» **Input**
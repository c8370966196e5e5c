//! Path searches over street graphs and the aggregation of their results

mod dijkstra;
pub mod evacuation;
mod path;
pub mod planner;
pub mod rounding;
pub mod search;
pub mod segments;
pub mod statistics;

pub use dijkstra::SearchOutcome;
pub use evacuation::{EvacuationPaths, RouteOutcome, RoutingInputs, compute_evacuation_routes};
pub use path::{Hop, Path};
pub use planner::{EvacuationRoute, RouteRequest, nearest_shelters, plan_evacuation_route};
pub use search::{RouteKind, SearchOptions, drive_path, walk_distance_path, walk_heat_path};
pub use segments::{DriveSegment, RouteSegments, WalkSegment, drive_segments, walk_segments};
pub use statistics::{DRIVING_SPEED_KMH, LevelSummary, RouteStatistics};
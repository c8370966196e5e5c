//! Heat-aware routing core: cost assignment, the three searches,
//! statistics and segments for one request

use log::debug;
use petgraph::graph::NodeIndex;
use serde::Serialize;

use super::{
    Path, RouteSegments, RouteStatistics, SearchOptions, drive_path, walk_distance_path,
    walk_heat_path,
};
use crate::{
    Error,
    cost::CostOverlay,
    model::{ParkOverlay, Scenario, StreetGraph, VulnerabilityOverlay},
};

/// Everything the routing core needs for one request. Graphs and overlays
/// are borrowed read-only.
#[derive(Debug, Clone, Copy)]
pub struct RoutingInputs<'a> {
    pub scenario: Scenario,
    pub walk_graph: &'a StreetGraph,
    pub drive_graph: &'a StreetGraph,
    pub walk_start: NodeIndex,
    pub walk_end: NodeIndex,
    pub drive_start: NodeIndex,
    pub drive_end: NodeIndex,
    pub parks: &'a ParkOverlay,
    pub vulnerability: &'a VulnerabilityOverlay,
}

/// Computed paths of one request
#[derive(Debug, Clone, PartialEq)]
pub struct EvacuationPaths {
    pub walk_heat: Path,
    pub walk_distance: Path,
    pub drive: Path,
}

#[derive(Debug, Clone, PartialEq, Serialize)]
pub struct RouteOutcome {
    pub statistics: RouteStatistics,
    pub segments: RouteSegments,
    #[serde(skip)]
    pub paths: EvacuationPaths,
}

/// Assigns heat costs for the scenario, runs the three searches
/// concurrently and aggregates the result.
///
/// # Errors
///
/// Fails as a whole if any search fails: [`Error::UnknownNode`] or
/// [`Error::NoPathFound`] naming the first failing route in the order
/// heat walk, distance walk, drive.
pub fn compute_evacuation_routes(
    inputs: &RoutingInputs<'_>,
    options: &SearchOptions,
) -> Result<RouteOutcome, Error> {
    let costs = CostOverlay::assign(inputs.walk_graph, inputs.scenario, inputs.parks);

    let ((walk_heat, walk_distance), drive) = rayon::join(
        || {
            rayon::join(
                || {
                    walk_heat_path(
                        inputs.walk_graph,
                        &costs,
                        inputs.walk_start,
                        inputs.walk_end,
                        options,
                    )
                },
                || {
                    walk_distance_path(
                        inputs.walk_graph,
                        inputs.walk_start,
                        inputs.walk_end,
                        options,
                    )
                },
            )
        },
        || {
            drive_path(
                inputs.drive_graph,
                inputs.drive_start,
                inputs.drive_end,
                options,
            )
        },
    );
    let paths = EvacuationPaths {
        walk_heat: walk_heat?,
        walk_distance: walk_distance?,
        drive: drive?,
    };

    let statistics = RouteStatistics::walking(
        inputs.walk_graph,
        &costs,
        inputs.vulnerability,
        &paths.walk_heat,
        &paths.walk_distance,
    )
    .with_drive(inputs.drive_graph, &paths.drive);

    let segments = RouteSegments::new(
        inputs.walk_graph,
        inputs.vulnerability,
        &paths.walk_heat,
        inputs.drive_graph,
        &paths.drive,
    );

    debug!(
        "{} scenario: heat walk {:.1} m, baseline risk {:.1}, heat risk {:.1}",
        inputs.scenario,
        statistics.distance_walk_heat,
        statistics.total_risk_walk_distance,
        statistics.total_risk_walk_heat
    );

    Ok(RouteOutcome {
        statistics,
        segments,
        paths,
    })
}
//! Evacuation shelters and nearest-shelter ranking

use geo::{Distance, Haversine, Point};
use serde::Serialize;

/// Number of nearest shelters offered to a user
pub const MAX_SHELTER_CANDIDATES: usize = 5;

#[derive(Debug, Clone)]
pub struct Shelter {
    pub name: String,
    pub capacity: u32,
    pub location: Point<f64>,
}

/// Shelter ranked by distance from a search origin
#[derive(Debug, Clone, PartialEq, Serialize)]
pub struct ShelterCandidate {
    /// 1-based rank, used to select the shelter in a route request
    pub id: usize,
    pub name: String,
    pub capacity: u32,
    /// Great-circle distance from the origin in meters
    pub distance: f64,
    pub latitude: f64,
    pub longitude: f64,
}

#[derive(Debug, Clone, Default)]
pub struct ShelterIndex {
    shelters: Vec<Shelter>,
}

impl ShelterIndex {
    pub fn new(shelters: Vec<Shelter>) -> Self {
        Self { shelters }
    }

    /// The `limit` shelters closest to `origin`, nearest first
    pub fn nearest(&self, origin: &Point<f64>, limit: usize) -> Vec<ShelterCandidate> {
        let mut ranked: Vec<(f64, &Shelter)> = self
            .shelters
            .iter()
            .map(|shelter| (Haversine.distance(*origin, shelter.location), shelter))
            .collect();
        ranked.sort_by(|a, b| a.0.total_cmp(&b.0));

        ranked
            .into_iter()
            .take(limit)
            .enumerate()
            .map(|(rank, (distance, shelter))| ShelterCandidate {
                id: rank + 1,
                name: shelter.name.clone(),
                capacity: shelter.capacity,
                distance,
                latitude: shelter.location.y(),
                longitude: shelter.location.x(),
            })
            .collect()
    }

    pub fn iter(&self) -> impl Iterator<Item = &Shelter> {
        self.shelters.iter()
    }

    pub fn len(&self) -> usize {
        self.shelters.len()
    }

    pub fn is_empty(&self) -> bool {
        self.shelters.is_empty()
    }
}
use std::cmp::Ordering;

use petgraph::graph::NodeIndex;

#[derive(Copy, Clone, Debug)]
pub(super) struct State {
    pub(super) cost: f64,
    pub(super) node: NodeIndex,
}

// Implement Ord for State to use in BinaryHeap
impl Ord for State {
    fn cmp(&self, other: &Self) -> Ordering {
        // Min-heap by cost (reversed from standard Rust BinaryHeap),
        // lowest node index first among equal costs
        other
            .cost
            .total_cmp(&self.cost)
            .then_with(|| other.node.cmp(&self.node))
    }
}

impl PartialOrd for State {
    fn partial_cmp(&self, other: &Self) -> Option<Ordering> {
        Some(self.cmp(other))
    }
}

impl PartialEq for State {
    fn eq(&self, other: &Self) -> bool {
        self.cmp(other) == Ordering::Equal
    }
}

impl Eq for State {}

» **What to do**
Working from the listing above, pick out every line that has "struct" and copy it.

» **Response**
pub struct RoutingInputs<'a> {
pub struct EvacuationPaths {
pub struct RouteOutcome {
pub struct Shelter {
pub struct ShelterCandidate {
pub struct ShelterIndex {
pub(super) struct State {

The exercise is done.